Records contained in a dataset:
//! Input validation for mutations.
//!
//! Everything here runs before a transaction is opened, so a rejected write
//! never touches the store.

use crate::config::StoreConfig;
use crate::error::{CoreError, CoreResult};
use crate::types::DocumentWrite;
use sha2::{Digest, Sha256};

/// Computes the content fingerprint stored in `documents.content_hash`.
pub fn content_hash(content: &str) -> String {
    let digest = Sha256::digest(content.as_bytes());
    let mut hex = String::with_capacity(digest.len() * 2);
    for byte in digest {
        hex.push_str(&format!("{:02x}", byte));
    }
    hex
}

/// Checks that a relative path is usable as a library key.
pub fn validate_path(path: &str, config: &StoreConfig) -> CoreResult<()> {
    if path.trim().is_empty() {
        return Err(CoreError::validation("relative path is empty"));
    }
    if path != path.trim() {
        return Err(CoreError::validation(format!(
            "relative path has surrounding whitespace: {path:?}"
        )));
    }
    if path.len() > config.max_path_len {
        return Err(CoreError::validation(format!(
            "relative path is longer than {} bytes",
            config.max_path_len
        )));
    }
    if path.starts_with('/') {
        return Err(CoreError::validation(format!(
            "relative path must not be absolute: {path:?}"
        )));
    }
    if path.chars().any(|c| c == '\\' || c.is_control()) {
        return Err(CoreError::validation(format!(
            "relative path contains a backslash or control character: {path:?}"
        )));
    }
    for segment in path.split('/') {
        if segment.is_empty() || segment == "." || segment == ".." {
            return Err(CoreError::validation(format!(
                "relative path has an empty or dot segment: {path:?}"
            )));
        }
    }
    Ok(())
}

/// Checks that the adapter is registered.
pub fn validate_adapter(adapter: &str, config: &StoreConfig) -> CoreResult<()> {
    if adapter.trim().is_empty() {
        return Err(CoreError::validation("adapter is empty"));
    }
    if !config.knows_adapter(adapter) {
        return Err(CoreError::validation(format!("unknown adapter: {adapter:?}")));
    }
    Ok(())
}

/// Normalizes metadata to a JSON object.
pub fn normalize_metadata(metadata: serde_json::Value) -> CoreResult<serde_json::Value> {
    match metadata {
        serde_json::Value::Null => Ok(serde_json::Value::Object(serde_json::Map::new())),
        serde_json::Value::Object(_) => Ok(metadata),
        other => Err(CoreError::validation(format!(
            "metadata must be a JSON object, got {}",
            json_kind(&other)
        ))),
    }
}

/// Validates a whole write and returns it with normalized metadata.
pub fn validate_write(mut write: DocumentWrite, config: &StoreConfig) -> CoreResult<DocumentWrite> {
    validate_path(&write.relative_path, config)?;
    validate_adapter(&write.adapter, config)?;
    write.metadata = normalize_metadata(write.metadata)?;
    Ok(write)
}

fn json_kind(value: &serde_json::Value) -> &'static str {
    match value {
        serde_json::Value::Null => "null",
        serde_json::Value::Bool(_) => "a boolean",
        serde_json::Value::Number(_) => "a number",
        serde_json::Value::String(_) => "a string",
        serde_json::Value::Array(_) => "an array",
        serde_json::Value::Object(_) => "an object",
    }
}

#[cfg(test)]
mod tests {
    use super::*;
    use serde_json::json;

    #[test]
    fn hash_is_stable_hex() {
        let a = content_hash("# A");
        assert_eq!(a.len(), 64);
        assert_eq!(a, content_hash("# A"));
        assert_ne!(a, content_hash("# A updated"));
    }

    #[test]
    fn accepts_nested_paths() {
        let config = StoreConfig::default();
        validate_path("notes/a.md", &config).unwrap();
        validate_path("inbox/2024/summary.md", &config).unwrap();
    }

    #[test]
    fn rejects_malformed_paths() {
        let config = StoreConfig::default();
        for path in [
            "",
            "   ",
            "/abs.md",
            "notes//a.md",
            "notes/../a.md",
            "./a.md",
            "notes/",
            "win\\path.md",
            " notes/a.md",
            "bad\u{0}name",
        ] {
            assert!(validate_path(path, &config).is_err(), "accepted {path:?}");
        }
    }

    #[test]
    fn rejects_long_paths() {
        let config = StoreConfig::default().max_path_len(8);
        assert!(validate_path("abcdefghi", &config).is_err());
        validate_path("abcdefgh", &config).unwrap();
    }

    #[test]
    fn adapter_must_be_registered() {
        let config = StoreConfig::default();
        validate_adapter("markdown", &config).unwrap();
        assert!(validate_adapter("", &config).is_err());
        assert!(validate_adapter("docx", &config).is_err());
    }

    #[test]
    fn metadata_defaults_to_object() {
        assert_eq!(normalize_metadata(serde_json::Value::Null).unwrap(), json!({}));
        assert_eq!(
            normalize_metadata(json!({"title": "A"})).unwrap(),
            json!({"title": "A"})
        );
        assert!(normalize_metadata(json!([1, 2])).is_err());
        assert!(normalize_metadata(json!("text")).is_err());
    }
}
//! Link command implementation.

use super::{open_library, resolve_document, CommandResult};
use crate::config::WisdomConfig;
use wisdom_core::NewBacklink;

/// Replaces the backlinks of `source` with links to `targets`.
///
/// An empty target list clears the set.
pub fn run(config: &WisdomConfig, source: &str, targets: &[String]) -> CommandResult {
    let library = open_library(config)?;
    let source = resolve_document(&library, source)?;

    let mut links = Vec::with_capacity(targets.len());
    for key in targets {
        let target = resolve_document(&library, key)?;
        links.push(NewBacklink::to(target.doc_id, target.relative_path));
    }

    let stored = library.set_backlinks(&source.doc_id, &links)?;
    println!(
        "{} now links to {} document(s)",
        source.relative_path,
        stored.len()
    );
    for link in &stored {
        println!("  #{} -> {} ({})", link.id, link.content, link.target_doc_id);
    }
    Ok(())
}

==

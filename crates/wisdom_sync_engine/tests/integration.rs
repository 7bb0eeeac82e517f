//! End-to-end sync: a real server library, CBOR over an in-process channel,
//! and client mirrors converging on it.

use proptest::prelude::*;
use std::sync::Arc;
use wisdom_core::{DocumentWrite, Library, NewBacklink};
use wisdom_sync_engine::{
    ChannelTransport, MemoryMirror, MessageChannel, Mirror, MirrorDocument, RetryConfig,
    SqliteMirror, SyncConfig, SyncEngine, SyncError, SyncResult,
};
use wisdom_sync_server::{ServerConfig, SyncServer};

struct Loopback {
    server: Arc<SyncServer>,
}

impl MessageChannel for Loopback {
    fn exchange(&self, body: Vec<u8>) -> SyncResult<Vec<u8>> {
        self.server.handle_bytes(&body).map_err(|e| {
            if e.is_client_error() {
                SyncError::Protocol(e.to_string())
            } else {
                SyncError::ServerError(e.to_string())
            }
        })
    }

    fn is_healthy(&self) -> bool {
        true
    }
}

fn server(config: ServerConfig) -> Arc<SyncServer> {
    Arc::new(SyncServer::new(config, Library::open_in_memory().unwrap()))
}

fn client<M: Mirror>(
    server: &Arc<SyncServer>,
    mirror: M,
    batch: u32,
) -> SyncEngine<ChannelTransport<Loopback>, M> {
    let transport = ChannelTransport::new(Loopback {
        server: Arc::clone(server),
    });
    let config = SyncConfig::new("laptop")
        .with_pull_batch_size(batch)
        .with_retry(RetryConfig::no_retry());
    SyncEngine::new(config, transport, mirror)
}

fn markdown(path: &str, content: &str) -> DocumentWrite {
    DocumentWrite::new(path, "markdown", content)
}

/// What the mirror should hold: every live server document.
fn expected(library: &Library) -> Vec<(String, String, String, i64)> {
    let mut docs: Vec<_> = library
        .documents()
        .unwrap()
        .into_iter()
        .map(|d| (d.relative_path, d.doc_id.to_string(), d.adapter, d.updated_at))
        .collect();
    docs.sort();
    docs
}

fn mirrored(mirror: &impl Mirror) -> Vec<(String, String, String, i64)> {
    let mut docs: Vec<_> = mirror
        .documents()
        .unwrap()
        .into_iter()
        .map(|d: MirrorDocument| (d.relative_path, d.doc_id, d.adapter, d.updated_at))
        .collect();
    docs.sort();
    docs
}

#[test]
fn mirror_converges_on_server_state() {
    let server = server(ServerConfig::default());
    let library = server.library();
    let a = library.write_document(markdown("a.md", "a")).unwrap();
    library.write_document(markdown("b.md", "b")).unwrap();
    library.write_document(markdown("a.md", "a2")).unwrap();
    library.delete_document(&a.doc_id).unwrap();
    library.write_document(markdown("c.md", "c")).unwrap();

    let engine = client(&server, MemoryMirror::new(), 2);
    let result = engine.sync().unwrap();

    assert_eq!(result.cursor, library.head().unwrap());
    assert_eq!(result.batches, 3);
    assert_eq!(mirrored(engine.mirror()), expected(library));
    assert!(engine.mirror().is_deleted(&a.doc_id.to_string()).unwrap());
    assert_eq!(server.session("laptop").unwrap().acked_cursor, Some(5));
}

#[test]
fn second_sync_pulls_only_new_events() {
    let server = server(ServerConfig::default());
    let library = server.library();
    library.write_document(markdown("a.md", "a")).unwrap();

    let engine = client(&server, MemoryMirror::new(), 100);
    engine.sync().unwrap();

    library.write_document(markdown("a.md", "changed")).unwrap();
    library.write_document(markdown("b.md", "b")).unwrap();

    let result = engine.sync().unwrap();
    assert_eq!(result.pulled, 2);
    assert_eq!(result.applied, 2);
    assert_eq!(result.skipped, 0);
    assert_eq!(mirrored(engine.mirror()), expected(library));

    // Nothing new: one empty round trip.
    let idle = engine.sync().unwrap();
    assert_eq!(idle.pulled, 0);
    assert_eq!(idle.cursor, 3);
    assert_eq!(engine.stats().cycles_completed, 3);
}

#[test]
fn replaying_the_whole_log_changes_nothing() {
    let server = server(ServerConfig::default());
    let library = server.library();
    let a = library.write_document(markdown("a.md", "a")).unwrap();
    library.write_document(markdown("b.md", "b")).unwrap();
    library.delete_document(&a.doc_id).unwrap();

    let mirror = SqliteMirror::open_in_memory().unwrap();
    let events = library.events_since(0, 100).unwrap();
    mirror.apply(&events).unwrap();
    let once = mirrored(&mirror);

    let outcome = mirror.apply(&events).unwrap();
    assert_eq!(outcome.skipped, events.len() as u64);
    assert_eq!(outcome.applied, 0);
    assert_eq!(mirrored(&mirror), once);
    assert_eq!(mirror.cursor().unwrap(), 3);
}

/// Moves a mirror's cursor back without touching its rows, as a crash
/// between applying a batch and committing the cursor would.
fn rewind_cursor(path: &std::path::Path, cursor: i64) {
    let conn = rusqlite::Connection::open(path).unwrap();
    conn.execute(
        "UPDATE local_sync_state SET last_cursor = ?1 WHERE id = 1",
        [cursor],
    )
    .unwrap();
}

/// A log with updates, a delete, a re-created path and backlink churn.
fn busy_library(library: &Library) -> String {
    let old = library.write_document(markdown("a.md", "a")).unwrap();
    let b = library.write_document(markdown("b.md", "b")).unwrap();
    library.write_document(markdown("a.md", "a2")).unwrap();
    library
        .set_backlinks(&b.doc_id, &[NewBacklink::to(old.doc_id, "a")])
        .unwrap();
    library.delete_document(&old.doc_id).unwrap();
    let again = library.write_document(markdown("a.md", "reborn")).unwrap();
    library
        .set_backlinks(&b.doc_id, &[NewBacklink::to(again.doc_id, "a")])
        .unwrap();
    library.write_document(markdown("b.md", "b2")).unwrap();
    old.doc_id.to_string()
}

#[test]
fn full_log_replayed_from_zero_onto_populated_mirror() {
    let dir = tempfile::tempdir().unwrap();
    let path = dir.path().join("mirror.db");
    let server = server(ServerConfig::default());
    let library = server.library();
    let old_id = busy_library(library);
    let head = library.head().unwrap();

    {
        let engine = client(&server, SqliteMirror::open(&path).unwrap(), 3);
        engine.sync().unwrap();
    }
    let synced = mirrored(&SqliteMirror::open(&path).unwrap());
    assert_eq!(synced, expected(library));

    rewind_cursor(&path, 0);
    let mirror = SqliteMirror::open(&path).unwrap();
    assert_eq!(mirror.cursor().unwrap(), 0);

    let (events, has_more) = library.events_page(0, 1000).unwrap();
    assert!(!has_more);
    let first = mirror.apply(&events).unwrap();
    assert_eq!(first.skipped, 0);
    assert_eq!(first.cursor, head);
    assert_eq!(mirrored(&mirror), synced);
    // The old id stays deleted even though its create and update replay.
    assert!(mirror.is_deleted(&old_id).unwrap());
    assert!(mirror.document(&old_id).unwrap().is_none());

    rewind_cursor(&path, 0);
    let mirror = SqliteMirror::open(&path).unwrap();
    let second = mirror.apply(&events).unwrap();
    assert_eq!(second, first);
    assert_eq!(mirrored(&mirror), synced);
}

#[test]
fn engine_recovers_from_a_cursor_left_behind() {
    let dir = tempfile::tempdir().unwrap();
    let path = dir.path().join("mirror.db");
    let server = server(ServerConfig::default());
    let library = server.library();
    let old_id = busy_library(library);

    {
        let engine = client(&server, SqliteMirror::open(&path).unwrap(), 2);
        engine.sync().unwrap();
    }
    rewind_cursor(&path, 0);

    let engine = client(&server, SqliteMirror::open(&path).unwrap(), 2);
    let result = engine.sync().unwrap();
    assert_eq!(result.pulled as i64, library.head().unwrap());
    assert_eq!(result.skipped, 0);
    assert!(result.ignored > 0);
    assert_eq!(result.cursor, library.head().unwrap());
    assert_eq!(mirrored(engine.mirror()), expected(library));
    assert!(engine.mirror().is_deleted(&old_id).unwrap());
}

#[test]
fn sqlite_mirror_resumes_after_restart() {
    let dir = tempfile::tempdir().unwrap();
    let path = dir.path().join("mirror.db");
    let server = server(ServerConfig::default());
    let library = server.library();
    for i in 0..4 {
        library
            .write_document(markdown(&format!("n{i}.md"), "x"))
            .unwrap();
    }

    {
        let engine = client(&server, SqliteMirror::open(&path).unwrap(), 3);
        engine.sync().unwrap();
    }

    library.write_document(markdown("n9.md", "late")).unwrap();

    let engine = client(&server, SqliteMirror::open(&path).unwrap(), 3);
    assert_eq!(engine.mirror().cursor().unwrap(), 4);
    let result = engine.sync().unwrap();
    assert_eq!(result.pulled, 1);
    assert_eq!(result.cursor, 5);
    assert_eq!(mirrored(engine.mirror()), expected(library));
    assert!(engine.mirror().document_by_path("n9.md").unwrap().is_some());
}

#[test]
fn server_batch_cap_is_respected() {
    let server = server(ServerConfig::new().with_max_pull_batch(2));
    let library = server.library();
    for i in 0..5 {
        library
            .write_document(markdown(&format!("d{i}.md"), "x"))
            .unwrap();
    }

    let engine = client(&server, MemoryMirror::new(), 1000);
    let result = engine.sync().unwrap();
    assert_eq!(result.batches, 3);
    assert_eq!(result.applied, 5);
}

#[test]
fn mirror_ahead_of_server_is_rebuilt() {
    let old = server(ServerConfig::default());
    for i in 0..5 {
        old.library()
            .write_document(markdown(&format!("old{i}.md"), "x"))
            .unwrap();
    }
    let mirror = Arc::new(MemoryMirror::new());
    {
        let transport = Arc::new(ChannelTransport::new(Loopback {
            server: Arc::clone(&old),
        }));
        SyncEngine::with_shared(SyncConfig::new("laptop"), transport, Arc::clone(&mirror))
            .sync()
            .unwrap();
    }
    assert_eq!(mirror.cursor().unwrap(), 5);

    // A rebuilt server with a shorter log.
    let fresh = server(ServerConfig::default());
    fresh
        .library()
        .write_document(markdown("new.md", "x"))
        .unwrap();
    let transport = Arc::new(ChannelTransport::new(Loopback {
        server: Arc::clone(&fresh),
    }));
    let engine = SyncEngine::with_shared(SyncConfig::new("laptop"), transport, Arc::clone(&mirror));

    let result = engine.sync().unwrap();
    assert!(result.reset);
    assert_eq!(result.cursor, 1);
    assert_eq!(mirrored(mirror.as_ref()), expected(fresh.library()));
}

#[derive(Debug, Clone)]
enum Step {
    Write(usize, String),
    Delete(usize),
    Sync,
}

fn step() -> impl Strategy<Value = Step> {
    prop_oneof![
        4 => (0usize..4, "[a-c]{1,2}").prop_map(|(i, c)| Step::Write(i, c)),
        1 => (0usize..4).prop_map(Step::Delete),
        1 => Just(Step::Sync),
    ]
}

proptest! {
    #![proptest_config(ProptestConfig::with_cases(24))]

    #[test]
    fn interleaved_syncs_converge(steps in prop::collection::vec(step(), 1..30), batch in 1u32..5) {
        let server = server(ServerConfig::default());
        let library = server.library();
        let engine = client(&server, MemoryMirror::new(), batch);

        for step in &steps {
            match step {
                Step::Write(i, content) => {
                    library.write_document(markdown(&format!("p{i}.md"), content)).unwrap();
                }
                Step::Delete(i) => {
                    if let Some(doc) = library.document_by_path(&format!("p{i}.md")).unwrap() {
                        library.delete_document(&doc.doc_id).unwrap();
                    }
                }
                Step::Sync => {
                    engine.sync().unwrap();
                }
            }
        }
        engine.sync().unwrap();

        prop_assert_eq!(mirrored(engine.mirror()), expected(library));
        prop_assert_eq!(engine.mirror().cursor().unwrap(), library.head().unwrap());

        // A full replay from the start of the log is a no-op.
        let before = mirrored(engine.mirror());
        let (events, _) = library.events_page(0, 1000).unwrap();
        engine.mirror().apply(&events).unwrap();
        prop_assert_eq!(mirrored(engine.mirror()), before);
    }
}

**Exercise objective:** If a line of the data holds the string "SyncEngine", count it. Then state the total and nothing more.

**Solution below:** 5